**What you will do:** Below are the entries to work from; restate word for word the portion that opens with the line containing "Some((path, query)) =>" and closes with the line containing "pub fn query(&self, name: &str)", keeping both.

Data extracted from a collection

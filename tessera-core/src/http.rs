// HTTP request and response types

use crate::HttpStatus;
use std::collections::HashMap;
use std::net::SocketAddr;

/// HTTP request wrapper
#[derive(Debug, Clone)]
pub struct HttpRequest {
    pub method: String,
    pub path: String,
    pub headers: HashMap<String, String>,
    pub body: Vec<u8>,
    /// Set when the transport failed while the body was being collected.
    /// Handlers see it from [`Context::body`](crate::Context::body).
    pub body_error: Option<String>,
    pub query_params: HashMap<String, String>,
    pub remote_addr: Option<SocketAddr>,
}

impl HttpRequest {
    pub fn new(method: impl Into<String>, path: impl Into<String>) -> Self {
        let raw: String = path.into();
        let (path, query_params) = match raw.split_once('?') {
            Some((path, query)) => (path.to_string(), parse_query_string(query)),
            None => (raw, HashMap::new()),
        };

        Self {
            method: method.into(),
            path,
            headers: HashMap::new(),
            body: Vec::new(),
            body_error: None,
            query_params,
            remote_addr: None,
        }
    }

    pub fn with_body(mut self, body: impl Into<Vec<u8>>) -> Self {
        self.body = body.into();
        self
    }

    pub fn with_header(mut self, key: impl Into<String>, value: impl Into<String>) -> Self {
        self.headers.insert(key.into(), value.into());
        self
    }

    pub fn with_remote_addr(mut self, addr: SocketAddr) -> Self {
        self.remote_addr = Some(addr);
        self
    }

    /// Get a header by name, ignoring ASCII case
    pub fn header(&self, name: &str) -> Option<&str> {
        self.headers
            .iter()
            .find(|(key, _)| key.eq_ignore_ascii_case(name))
            .map(|(_, value)| value.as_str())
    }

    /// Get a cookie value from the `Cookie` header
    pub fn cookie(&self, name: &str) -> Option<&str> {
        self.header("Cookie")?.split(';').find_map(|pair| {
            let (key, value) = pair.trim().split_once('=')?;
            (key == name).then_some(value)
        })
    }

    /// Get a query parameter by name
    pub fn query(&self, name: &str) -> Option<&String> {
        self.query_params.get(name)
    }
}

/// HTTP response wrapper
#[derive(Debug, Clone)]
pub struct HttpResponse {
    pub status: u16,
    pub headers: HashMap<String, String>,
    pub body: Vec<u8>,
}

impl HttpResponse {
    pub fn new(status: u16) -> Self {
        Self {
            status,
            headers: HashMap::new(),
            body: Vec::new(),
        }
    }

    pub fn ok() -> Self {
        Self::new(HttpStatus::Ok.code())
    }

    pub fn not_found() -> Self {
        Self::new(HttpStatus::NotFound.code()).with_text("Not found")
    }

    pub fn method_not_allowed() -> Self {
        Self::new(HttpStatus::MethodNotAllowed.code())
            .with_header("Allow", "GET, POST")
            .with_text("Method not allowed")
    }

    /// HTML fragment or document response
    pub fn html(body: impl Into<String>) -> Self {
        Self::ok()
            .with_header("Content-Type", "text/html; charset=utf-8")
            .with_body(body.into().into_bytes())
    }

    pub fn with_text(self, text: &str) -> Self {
        self.with_header("Content-Type", "text/plain; charset=utf-8")
            .with_body(text.as_bytes().to_vec())
    }

    pub fn with_body(mut self, body: Vec<u8>) -> Self {
        self.body = body;
        self
    }

    pub fn with_header(mut self, key: impl Into<String>, value: impl Into<String>) -> Self {
        self.headers.insert(key.into(), value.into());
        self
    }

    pub fn body_string(&self) -> String {
        String::from_utf8_lossy(&self.body).into_owned()
    }
}

/// Parse a query string into a map of parameters
fn parse_query_string(query: &str) -> HashMap<String, String> {
    query
        .split('&')
        .filter(|part| !part.is_empty())
        .map(|part| match part.split_once('=') {
            Some((key, value)) => (key.to_string(), value.to_string()),
            None => (part.to_string(), String::new()),
        })
        .collect()
}

#[cfg(test)]
mod tests {
    use super::*;

    #[test]
    fn test_request_splits_query() {
        let req = HttpRequest::new("GET", "/users?page=2&flag");
        assert_eq!(req.path, "/users");
        assert_eq!(req.query("page"), Some(&"2".to_string()));
        assert_eq!(req.query("flag"), Some(&String::new()));
    }

    #[test]
    fn test_cookie_lookup() {
        let req = HttpRequest::new("POST", "/")
            .with_header("cookie", "theme=dark; session_id=abc123; other=x");
        assert_eq!(req.cookie("session_id"), Some("abc123"));
        assert_eq!(req.cookie("theme"), Some("dark"));
        assert_eq!(req.cookie("missing"), None);
    }

    #[test]
    fn test_cookie_without_header() {
        let req = HttpRequest::new("GET", "/");
        assert_eq!(req.cookie("session_id"), None);
    }

    #[test]
    fn test_html_response() {
        let res = HttpResponse::html("<p>hi</p>");
        assert_eq!(res.status, 200);
        assert_eq!(
            res.headers.get("Content-Type"),
            Some(&"text/html; charset=utf-8".to_string())
        );
        assert_eq!(res.body_string(), "<p>hi</p>");
    }

    #[test]
    fn test_not_found_response() {
        let res = HttpResponse::not_found();
        assert_eq!(res.status, 404);
        assert_eq!(res.body_string(), "Not found");
    }
}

**Response box:**
            Some((path, query)) => (path.to_string(), parse_query_string(query)),
            None => (raw, HashMap::new()),
        };

        Self {
            method: method.into(),
            path,
            headers: HashMap::new(),
            body: Vec::new(),
            body_error: None,
            query_params,
            remote_addr: None,
        }
    }

    pub fn with_body(mut self, body: impl Into<Vec<u8>>) -> Self {
        self.body = body.into();
        self
    }

    pub fn with_header(mut self, key: impl Into<String>, value: impl Into<String>) -> Self {
        self.headers.insert(key.into(), value.into());
        self
    }

    pub fn with_remote_addr(mut self, addr: SocketAddr) -> Self {
        self.remote_addr = Some(addr);
        self
    }

    /// Get a header by name, ignoring ASCII case
    pub fn header(&self, name: &str) -> Option<&str> {
        self.headers
            .iter()
            .find(|(key, _)| key.eq_ignore_ascii_case(name))
            .map(|(_, value)| value.as_str())
    }

    /// Get a cookie value from the `Cookie` header
    pub fn cookie(&self, name: &str) -> Option<&str> {
        self.header("Cookie")?.split(';').find_map(|pair| {
            let (key, value) = pair.trim().split_once('=')?;
            (key == name).then_some(value)
        })
    }

    /// Get a query parameter by name
    pub fn query(&self, name: &str) -> Option<&String> {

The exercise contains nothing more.